Provided information —
+++++

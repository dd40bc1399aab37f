//! Unified error handling for Brisk Core.
//!
//! Each bootstrap step fails with its own error type; [`BootstrapError`]
//! tags that error with the step that produced it and otherwise leaves it
//! untouched.

use std::fmt;

use thiserror::Error;

pub use crate::application::error::{ConfigError, FilesystemError, RenderError};

/// The ordered steps of bootstrap.
#[derive(Debug, Clone, Copy, PartialEq, Eq, Hash)]
pub enum BootstrapStep {
    ProvisionDirectories,
    ProvisionEnvFile,
    LoadConfig,
    BuildLoggers,
    FreezeConfig,
    AttachRouter,
    BuildRenderer,
}

impl BootstrapStep {
    pub const fn as_str(&self) -> &'static str {
        match self {
            Self::ProvisionDirectories => "provision directories",
            Self::ProvisionEnvFile => "provision env file",
            Self::LoadConfig => "load configuration",
            Self::BuildLoggers => "build loggers",
            Self::FreezeConfig => "freeze configuration",
            Self::AttachRouter => "attach router",
            Self::BuildRenderer => "build renderer",
        }
    }
}

impl fmt::Display for BootstrapStep {
    fn fmt(&self, f: &mut fmt::Formatter<'_>) -> fmt::Result {
        f.write_str(self.as_str())
    }
}

/// Error produced by the failing step.
#[derive(Debug, Error)]
pub enum StepError {
    #[error(transparent)]
    Filesystem(#[from] FilesystemError),

    #[error(transparent)]
    Config(#[from] ConfigError),

    #[error(transparent)]
    Render(#[from] RenderError),
}

/// Bootstrap aborted at `step`.
#[derive(Debug, Error)]
#[error("bootstrap failed at step '{step}': {source}")]
pub struct BootstrapError {
    pub step: BootstrapStep,
    #[source]
    pub source: StepError,
}

impl BootstrapError {
    pub fn new(step: BootstrapStep, source: impl Into<StepError>) -> Self {
        Self {
            step,
            source: source.into(),
        }
    }

    /// Get user-actionable suggestions for fixing this error.
    pub fn suggestions(&self) -> Vec<String> {
        match &self.source {
            StepError::Filesystem(e) => e.suggestions(),
            StepError::Config(e) => e.suggestions(),
            StepError::Render(e) => e.suggestions(),
        }
    }

    /// Get error category for display/styling purposes.
    pub fn category(&self) -> ErrorCategory {
        match &self.source {
            StepError::Filesystem(_) => ErrorCategory::Internal,
            StepError::Config(_) => ErrorCategory::Configuration,
            StepError::Render(e) => e.category(),
        }
    }
}

/// Error categories for UI display.
#[derive(Debug, Clone, Copy, PartialEq, Eq)]
pub enum ErrorCategory {
    Validation,
    NotFound,
    Configuration,
    Internal,
}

+++++

Problem description —
Tell me how many lines of the data hold the word "produced", giving only the number.

Exercise result —
2